DATA EXCERPTS
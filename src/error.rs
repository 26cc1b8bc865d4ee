//! Error types for the rules engine
//!
//! Every error here is a recoverable, caller-facing condition: invalid input
//! rather than a transient failure. Nothing is retried.

use chrono::NaiveDate;
use thiserror::Error;

/// Errors raised by [`crate::core::Session::guess`]
#[derive(Debug, Clone, PartialEq, Eq, Error)]
pub enum SessionError {
    #[error("{0} has already been guessed in this player's session")]
    AlreadyGuessed(String),

    #[error("this session is over and accepts no more guesses")]
    Closed,

    #[error("guess must be {expected} letters, got {actual}")]
    WrongLength { expected: usize, actual: usize },
}

/// Errors raised while resolving a puzzle
#[derive(Debug, Clone, PartialEq, Eq, Error)]
pub enum SelectError {
    #[error("puzzle #{number} is out of range (1..={available})")]
    OutOfRange { number: i64, available: usize },

    #[error("{date} is before the first puzzle date {epoch}")]
    InvalidDate { date: NaiveDate, epoch: NaiveDate },
}

/// Errors raised by a [`crate::game::SessionStore`] backend
#[derive(Debug, Error)]
pub enum StoreError {
    #[error("session store backend error: {0}")]
    Backend(#[source] Box<dyn std::error::Error + Send + Sync>),
}

/// Errors raised while parsing a command line into [`crate::game::CommandArgs`]
#[derive(Debug, Clone, PartialEq, Eq, Error)]
pub enum ParseError {
    #[error("no action given")]
    MissingAction,

    #[error("unknown action: {0}")]
    UnknownAction(String),

    #[error("expected a number for {field}, got {value:?}")]
    InvalidNumber { field: &'static str, value: String },

    #[error("unexpected argument: {0}")]
    UnexpectedArgument(String),
}

/// Errors raised while handling a player command
#[derive(Debug, Error)]
pub enum LobbyError {
    #[error(
        "You already have an active game. Keep guessing, or use `stop` to cancel the active session."
    )]
    AlreadyActive,

    #[error("You haven't started a game yet. Start one with `start`.")]
    NoActiveSession,

    #[error("No guess parameter provided")]
    MissingWord,

    #[error("'{0}' is not a valid guess")]
    InvalidGuess(String),

    #[error(
        "max guesses must be between 1 and {max}, got {0}",
        max = crate::core::MAX_GUESS_LIMIT
    )]
    InvalidMaxGuesses(i64),

    #[error(transparent)]
    Session(#[from] SessionError),

    #[error(transparent)]
    Select(#[from] SelectError),

    #[error(transparent)]
    Store(#[from] StoreError),
}

#[cfg(test)]
mod tests {
    use super::*;

    #[test]
    fn session_error_messages() {
        assert_eq!(
            SessionError::AlreadyGuessed("parts".to_string()).to_string(),
            "parts has already been guessed in this player's session"
        );
        assert_eq!(
            SessionError::WrongLength {
                expected: 5,
                actual: 3
            }
            .to_string(),
            "guess must be 5 letters, got 3"
        );
    }

    #[test]
    fn select_error_messages() {
        let err = SelectError::OutOfRange {
            number: -1,
            available: 10,
        };
        assert_eq!(err.to_string(), "puzzle #-1 is out of range (1..=10)");
    }

    #[test]
    fn lobby_error_wraps_session_error() {
        let err: LobbyError = SessionError::Closed.into();
        assert!(matches!(err, LobbyError::Session(SessionError::Closed)));
        assert_eq!(err.to_string(), SessionError::Closed.to_string());
    }
}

THE TASK
Each entry should be reproduced in the output exactly.

SOLUTION TO THE EXERCISE
filename src/error.rs
repository 26cc1b8bc865d4ee
//! Error types for the rules engine
//!
//! Every error here is a recoverable, caller-facing condition: invalid input
//! rather than a transient failure. Nothing is retried.

use chrono::NaiveDate;
use thiserror::Error;

/// Errors raised by [`crate::core::Session::guess`]
#[derive(Debug, Clone, PartialEq, Eq, Error)]
pub enum SessionError {
    #[error("{0} has already been guessed in this player's session")]
    AlreadyGuessed(String),

    #[error("this session is over and accepts no more guesses")]
    Closed,

    #[error("guess must be {expected} letters, got {actual}")]
    WrongLength { expected: usize, actual: usize },
}

/// Errors raised while resolving a puzzle
#[derive(Debug, Clone, PartialEq, Eq, Error)]
pub enum SelectError {
    #[error("puzzle #{number} is out of range (1..={available})")]
    OutOfRange { number: i64, available: usize },

    #[error("{date} is before the first puzzle date {epoch}")]
    InvalidDate { date: NaiveDate, epoch: NaiveDate },
}

/// Errors raised by a [`crate::game::SessionStore`] backend
#[derive(Debug, Error)]
pub enum StoreError {
    #[error("session store backend error: {0}")]
    Backend(#[source] Box<dyn std::error::Error + Send + Sync>),
}

/// Errors raised while parsing a command line into [`crate::game::CommandArgs`]
#[derive(Debug, Clone, PartialEq, Eq, Error)]
pub enum ParseError {
    #[error("no action given")]
    MissingAction,

    #[error("unknown action: {0}")]
    UnknownAction(String),

    #[error("expected a number for {field}, got {value:?}")]
    InvalidNumber { field: &'static str, value: String },

    #[error("unexpected argument: {0}")]
    UnexpectedArgument(String),
}

/// Errors raised while handling a player command
#[derive(Debug, Error)]
pub enum LobbyError {
    #[error(
        "You already have an active game. Keep guessing, or use `stop` to cancel the active session."
    )]
    AlreadyActive,

    #[error("You haven't started a game yet. Start one with `start`.")]
    NoActiveSession,

    #[error("No guess parameter provided")]
    MissingWord,

    #[error("'{0}' is not a valid guess")]
    InvalidGuess(String),

    #[error(
        "max guesses must be between 1 and {max}, got {0}",
        max = crate::core::MAX_GUESS_LIMIT
    )]
    InvalidMaxGuesses(i64),

    #[error(transparent)]
    Session(#[from] SessionError),

    #[error(transparent)]
    Select(#[from] SelectError),

    #[error(transparent)]
    Store(#[from] StoreError),
}

#[cfg(test)]
mod tests {
    use super::*;

    #[test]
    fn session_error_messages() {
        assert_eq!(
            SessionError::AlreadyGuessed("parts".to_string()).to_string(),
            "parts has already been guessed in this player's session"
        );
        assert_eq!(
            SessionError::WrongLength {
                expected: 5,
                actual: 3
            }
            .to_string(),
            "guess must be 5 letters, got 3"
        );
    }

    #[test]
    fn select_error_messages() {
        let err = SelectError::OutOfRange {
            number: -1,
            available: 10,
        };
        assert_eq!(err.to_string(), "puzzle #-1 is out of range (1..=10)");
    }

    #[test]
    fn lobby_error_wraps_session_error() {
        let err: LobbyError = SessionError::Closed.into();
        assert!(matches!(err, LobbyError::Session(SessionError::Closed)));
        assert_eq!(err.to_string(), SessionError::Closed.to_string());
    }
}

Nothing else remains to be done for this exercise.